Table of Contents
Neurons and their processes group together in different ways to form patterns or layouts. These patterns (cytoarchitecture) can be seen under the microscope if the brain tissue section is stained by certain stains such as aniline dyes and Nissl stain. Silver stains selectively label the myelin coating of axons (myeloarchitecture). Immunochemical techniques identify the place of neurtransmitters, their enzymes and molecules within neurons (chemoarichtecture).
Each function of the human brain is a result of activity in a certain brain nerve circuit. These circuits form as a result of more than one process during development. First, each neuron extends its axon along a distinct pathway, guided by molecular cues from its environment, and ends at synapses with certain target neurons.
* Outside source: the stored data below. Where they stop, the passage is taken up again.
//! How completely an individual is documented.
//!
//! Levels build on each other: a level is only reached when every
//! requirement of the levels below it is met as well.

use std::fmt;

use serde::Serialize;

use crate::types::Individual;

/// Raw tag paths that count as a source for a birth or death.
const SOURCE_KEYS: [&str; 2] = ["BIRT.SOUR", "DEAT.SOUR"];

/// Tag marking a residence record; any `RESI.*` sub-tag counts as well.
const RESIDENCE_TAG: &str = "RESI";

/// Completion level of an individual, from 0 to 4.
#[derive(Debug, Clone, Copy, PartialEq, Eq, PartialOrd, Ord, Hash, Serialize)]
#[serde(rename_all = "snake_case")]
pub enum CompletionStatus {
    /// No name recorded.
    Unnamed = 0,

    /// Name only.
    NameOnly = 1,

    /// Name plus a birth or death date.
    Dated = 2,

    /// Dated, both places known, and a birth or death source cited.
    Sourced = 3,

    /// Sourced plus a residence record.
    Resident = 4,
}

impl CompletionStatus {
    /// All levels, lowest first.
    pub const ALL: [Self; 5] = [
        Self::Unnamed,
        Self::NameOnly,
        Self::Dated,
        Self::Sourced,
        Self::Resident,
    ];

    /// Evaluate an individual.
    #[must_use]
    pub fn of(individual: &Individual) -> Self {
        if individual.full_name().is_empty() {
            return Self::Unnamed;
        }
        if individual.birth.date.is_none() && individual.death.date.is_none() {
            return Self::NameOnly;
        }

        let has_places = individual.birth.place.is_some() && individual.death.place.is_some();
        let has_source = SOURCE_KEYS
            .iter()
            .any(|key| !individual.raw_values(key).is_empty());
        if !(has_places && has_source) {
            return Self::Dated;
        }

        if has_residence(individual) {
            Self::Resident
        } else {
            Self::Sourced
        }
    }

    #[must_use]
    pub fn level(&self) -> u8 {
        *self as u8
    }

    #[must_use]
    pub fn as_str(&self) -> &'static str {
        match self {
            Self::Unnamed => "unnamed",
            Self::NameOnly => "name only",
            Self::Dated => "dated",
            Self::Sourced => "sourced",
            Self::Resident => "resident",
        }
    }
}

impl fmt::Display for CompletionStatus {
    fn fmt(&self, f: &mut fmt::Formatter<'_>) -> fmt::Result {
        write!(f, "{} ({})", self.level(), self.as_str())
    }
}

fn has_residence(individual: &Individual) -> bool {
    individual.raw_tags().keys().any(|key| {
        key == RESIDENCE_TAG
            || key
                .strip_prefix(RESIDENCE_TAG)
                .is_some_and(|rest| rest.starts_with('.'))
    })
}

impl Individual {
    /// Completion level of this individual.
    #[must_use]
    pub fn completion_status(&self) -> CompletionStatus {
        CompletionStatus::of(self)
    }
}

#[cfg(test)]
mod tests {
    use super::*;
    use crate::date::GedcomDate;

    fn sourced() -> Individual {
        let mut individual = Individual::new("@I1@");
        individual.set_name("Jane", "Doe");
        individual.birth.date = Some(GedcomDate::year_only(1950));
        individual.birth.place = Some("Copenhagen".to_string());
        individual.death.place = Some("Aarhus".to_string());
        individual.add_raw("BIRT.SOUR", "@S1@");
        individual
    }

    #[test]
    fn test_no_name_is_unnamed() {
        let mut individual = Individual::new("@I1@");
        individual.birth.date = Some(GedcomDate::year_only(1900));
        assert_eq!(individual.completion_status(), CompletionStatus::Unnamed);
    }

    #[test]
    fn test_name_only() {
        let mut individual = Individual::new("@I1@");
        individual.set_name("John", "");
        assert_eq!(individual.completion_status(), CompletionStatus::NameOnly);
    }

    #[test]
    fn test_name_and_date() {
        let mut individual = Individual::new("@I1@");
        individual.set_name("John", "Doe");
        individual.death.date = Some(GedcomDate::year_only(1990));
        assert_eq!(individual.completion_status(), CompletionStatus::Dated);
    }

    #[test]
    fn test_sourced_requires_places_and_source() {
        assert_eq!(sourced().completion_status(), CompletionStatus::Sourced);

        let mut no_death_place = sourced();
        no_death_place.death.place = None;
        assert_eq!(no_death_place.completion_status(), CompletionStatus::Dated);

        let mut other_source = Individual::new("@I2@");
        other_source.set_name("Jane", "Doe");
        other_source.birth.date = Some(GedcomDate::year_only(1950));
        other_source.birth.place = Some("Copenhagen".to_string());
        other_source.death.place = Some("Aarhus".to_string());
        other_source.add_raw("NAME.SOUR", "@S1@");
        assert_eq!(other_source.completion_status(), CompletionStatus::Dated);
    }

    #[test]
    fn test_death_source_counts() {
        let mut death_sourced = Individual::new("@I3@");
        death_sourced.set_name("Jane", "Doe");
        death_sourced.death.date = GedcomDate::new(2, 2, 2000);
        death_sourced.birth.place = Some("Copenhagen".to_string());
        death_sourced.death.place = Some("Aarhus".to_string());
        death_sourced.add_raw("DEAT.SOUR", "@S2@");
        assert_eq!(death_sourced.completion_status(), CompletionStatus::Sourced);
    }

    #[test]
    fn test_residence_on_subtag() {
        let mut individual = sourced();
        individual.add_raw("RESI.PLAC", "Odense");
        assert_eq!(individual.completion_status(), CompletionStatus::Resident);
    }

    #[test]
    fn test_residence_bare_tag() {
        let mut individual = sourced();
        individual.add_raw("RESI", "");
        assert_eq!(individual.completion_status(), CompletionStatus::Resident);

        let mut lookalike = sourced();
        lookalike.add_raw("RESIDENCE", "");
        assert_eq!(lookalike.completion_status(), CompletionStatus::Sourced);
    }

    #[test]
    fn test_residence_without_source_is_not_enough() {
        let mut individual = Individual::new("@I1@");
        individual.set_name("Jane", "Doe");
        individual.birth.date = Some(GedcomDate::year_only(1950));
        individual.add_raw("RESI.PLAC", "Odense");
        assert_eq!(individual.completion_status(), CompletionStatus::Dated);
    }

    #[test]
    fn test_level_and_display() {
        assert_eq!(CompletionStatus::Unnamed.level(), 0);
        assert_eq!(CompletionStatus::Resident.level(), 4);
        assert_eq!(CompletionStatus::Dated.to_string(), "2 (dated)");
        assert!(CompletionStatus::Sourced > CompletionStatus::Dated);
    }
}
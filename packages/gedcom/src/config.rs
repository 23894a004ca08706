//! Configuration constants and validation functions.

use regex::Regex;
use std::sync::LazyLock;

use crate::error::{GedcomError, Result};

/// Line every document must open with (compared case-insensitively).
pub const HEADER_RECORD: &str = "0 HEAD";

/// Prefix of the line every document must close with (compared case-insensitively).
pub const TRAILER_PREFIX: &str = "0 TRLR";

/// Ancestor number given to the root individual unless the caller picks another.
pub const DEFAULT_START_NUMBER: u64 = 1;

/// Record pointer pattern: `@`, one or more non-`@`, non-space characters, `@`.
#[allow(clippy::expect_used)] // Static regex that is guaranteed to be valid
static POINTER_PATTERN: LazyLock<Regex> =
    LazyLock::new(|| Regex::new(r"^@[^@\s]+@$").expect("valid regex"));

/// Validate record pointer format.
///
/// # Arguments
/// * `pointer` - The record pointer to validate
///
/// # Returns
/// * `Ok(())` if valid
/// * `Err(GedcomError::InvalidPointer)` if invalid
///
/// # Examples
/// ```
/// use gedcom_ahnentafel::config::validate_pointer;
///
/// assert!(validate_pointer("@I1@").is_ok());
/// assert!(validate_pointer("I1").is_err());
/// ```
pub fn validate_pointer(pointer: &str) -> Result<()> {
    if POINTER_PATTERN.is_match(pointer) {
        Ok(())
    } else {
        Err(GedcomError::InvalidPointer(pointer.to_string()))
    }
}

/// Validate a start number for ancestor numbering.
///
/// # Examples
/// ```
/// use gedcom_ahnentafel::config::validate_start_number;
///
/// assert!(validate_start_number(7).is_ok());
/// assert!(validate_start_number(0).is_err());
/// ```
pub fn validate_start_number(start: u64) -> Result<()> {
    if start >= 1 {
        Ok(())
    } else {
        Err(GedcomError::InvalidStartNumber(start))
    }
}
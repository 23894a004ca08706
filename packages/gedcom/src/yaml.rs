//! YAML dump of a parsed entity graph.

use std::fs;
use std::path::Path;

use serde::Serialize;

use crate::completeness::CompletionStatus;
use crate::error::Result;
use crate::types::{Family, Individual, ParsedGedcom};

/// Individual with derived fields for YAML output.
#[derive(Debug, Serialize)]
struct YamlIndividual<'a> {
    #[serde(flatten)]
    individual: &'a Individual,
    full_name: String,
    completion: CompletionStatus,
}

impl<'a> From<&'a Individual> for YamlIndividual<'a> {
    fn from(individual: &'a Individual) -> Self {
        Self {
            individual,
            full_name: individual.full_name(),
            completion: individual.completion_status(),
        }
    }
}

/// Whole graph for YAML output.
#[derive(Debug, Serialize)]
struct YamlGraph<'a> {
    #[serde(skip_serializing_if = "Option::is_none")]
    root: Option<&'a str>,
    individuals: Vec<YamlIndividual<'a>>,
    families: Vec<&'a Family>,
}

/// Serialize the graph to YAML, individuals and families in document order.
///
/// # Arguments
/// * `graph` - Parsed entity graph (numbered or not)
/// * `root` - Root pointer the numbering was run from, recorded for reference
pub fn generate_yaml(graph: &ParsedGedcom, root: Option<&str>) -> Result<String> {
    let document = YamlGraph {
        root,
        individuals: graph.individuals.values().map(YamlIndividual::from).collect(),
        families: graph.families.values().collect(),
    };
    Ok(serde_yaml_ng::to_string(&document)?)
}

/// Write the YAML dump to `path`.
pub fn save_yaml(graph: &ParsedGedcom, root: Option<&str>, path: &Path) -> Result<()> {
    let yaml = generate_yaml(graph, root)?;
    fs::write(path, yaml)?;
    tracing::debug!(path = %path.display(), "Wrote YAML dump");
    Ok(())
}
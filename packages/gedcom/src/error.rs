//! Error types for GEDCOM parsing and ancestor numbering.
//!
//! Uses the dual-error pattern: `GedcomError` for library consumers, and
//! `StructuralError` naming which framing rule a document broke.

use thiserror::Error;

/// Reason a document failed structural validation.
#[derive(Debug, Clone, Copy, PartialEq, Eq, Error)]
pub enum StructuralError {
    /// No non-blank lines at all.
    #[error("GEDCOM file must contain at least a header and trailer")]
    EmptyContent,

    /// First line is not `0 HEAD`.
    #[error("GEDCOM file must start with '0 HEAD'")]
    MissingHeader,

    /// Last line is not `0 TRLR`, or the header is the only line.
    #[error("GEDCOM file must end with '0 TRLR'")]
    MissingTrailer,
}

/// Main error type for the library.
#[derive(Debug, Error)]
pub enum GedcomError {
    /// No content was handed to the parser.
    #[error("No GEDCOM content provided")]
    MissingInput,

    /// Document framing is broken; the whole parse is aborted.
    #[error("Invalid GEDCOM format: {0}")]
    InvalidFormat(#[from] StructuralError),

    /// Date value does not match any supported form.
    #[error("Invalid GEDCOM date format: '{0}'")]
    InvalidDate(String),

    /// Record pointer is not of the form `@ID@`.
    #[error("Invalid record pointer: '{0}'. Expected @ID@ (e.g., @I1@)")]
    InvalidPointer(String),

    /// No individual with this pointer in the parsed document.
    #[error("Individual not found: {0}")]
    IndividualNotFound(String),

    /// Ancestor numbers start at 1.
    #[error("Invalid start number: {0}. Ancestor numbers start at 1")]
    InvalidStartNumber(u64),

    /// IO error.
    #[error("IO error: {0}")]
    Io(#[from] std::io::Error),

    /// YAML serialization error.
    #[error("YAML serialization failed: {0}")]
    YamlSerialization(#[from] serde_yaml_ng::Error),
}

/// Result type alias for GEDCOM operations.
pub type Result<T> = std::result::Result<T, GedcomError>;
This may occur even before the neuron migrates to its final location in the nervous system. Some axons produce an excessive number of branches (collaterals) and contact a big number of target neurons. During development, the connections are pruned and focused on the appropriate tragets. Timing of this pruning and removal of inappropriate axons and synapses is unique for each region of the brain.
Connections among neurons follow imprortant principles. First, Many but not all connections are both ways, so each region tends to recieve input from those regions to which they send their input (Reciprocal Connections). This may be not straightforward. some axons directly innervate the reciprocating neurons in another region, in other cases there is a local circuit interneurons come between that neuron and the reciprocal neurons. So, some connections may pass through one or more brain region and synapses before arriving at theur final destination.
The second principle is that neuron connections are divergent or convergent. Divergent connections form between either one neuron or a small group which send information to a much larger number of destination neurons in different areas of the brain. For example a small group of neurons in the area of brain stem known as Locus Ceruleus (The dark blue center) send axons to the entire cerebral cortex. The neurons of Locus Ceruleus are rich in the neurotramsmitter norepinephrine (notadrenaline) and drugs which affect this chemical release between neurons (for example antidepressants) can have a widespread effect on the cerebral cortex. A convergent system forms of output from multiple brain regions directed toward a single area, for example neurons from multiple association areas (processing areas of the cortex which are neither motor nor sensory) send their axons to a region on the inner (medial) side of the temporal cortex called entorhinal region.
Third, the connections may be organized in parallel or in serial order (ranking in higher and lower levels), or both ways. For example, vision passes through several groups of neurons in retina of the eye on different levels then to lateral geniculate nucleus. From there neurons travel to area of corext responsible for vision and later prgress to multiple association areas of the cortex. Within that hierarchical scheme, different visual information like form and mtoion may be processed in parralel through different areas of the visual system.
Fourth, different regions of the brain have special functions. For example if there is damage to a certain area on the left side of the lower part of the frontal lobe called Broca's area, the person cannot speak normally. However, speech depends on processing information across a number of brain regions through divergent and convergent serial and parallel interconnections. Thus, the role of broca's area in speech has to be viewed within the context of connections of this area with other brain regions.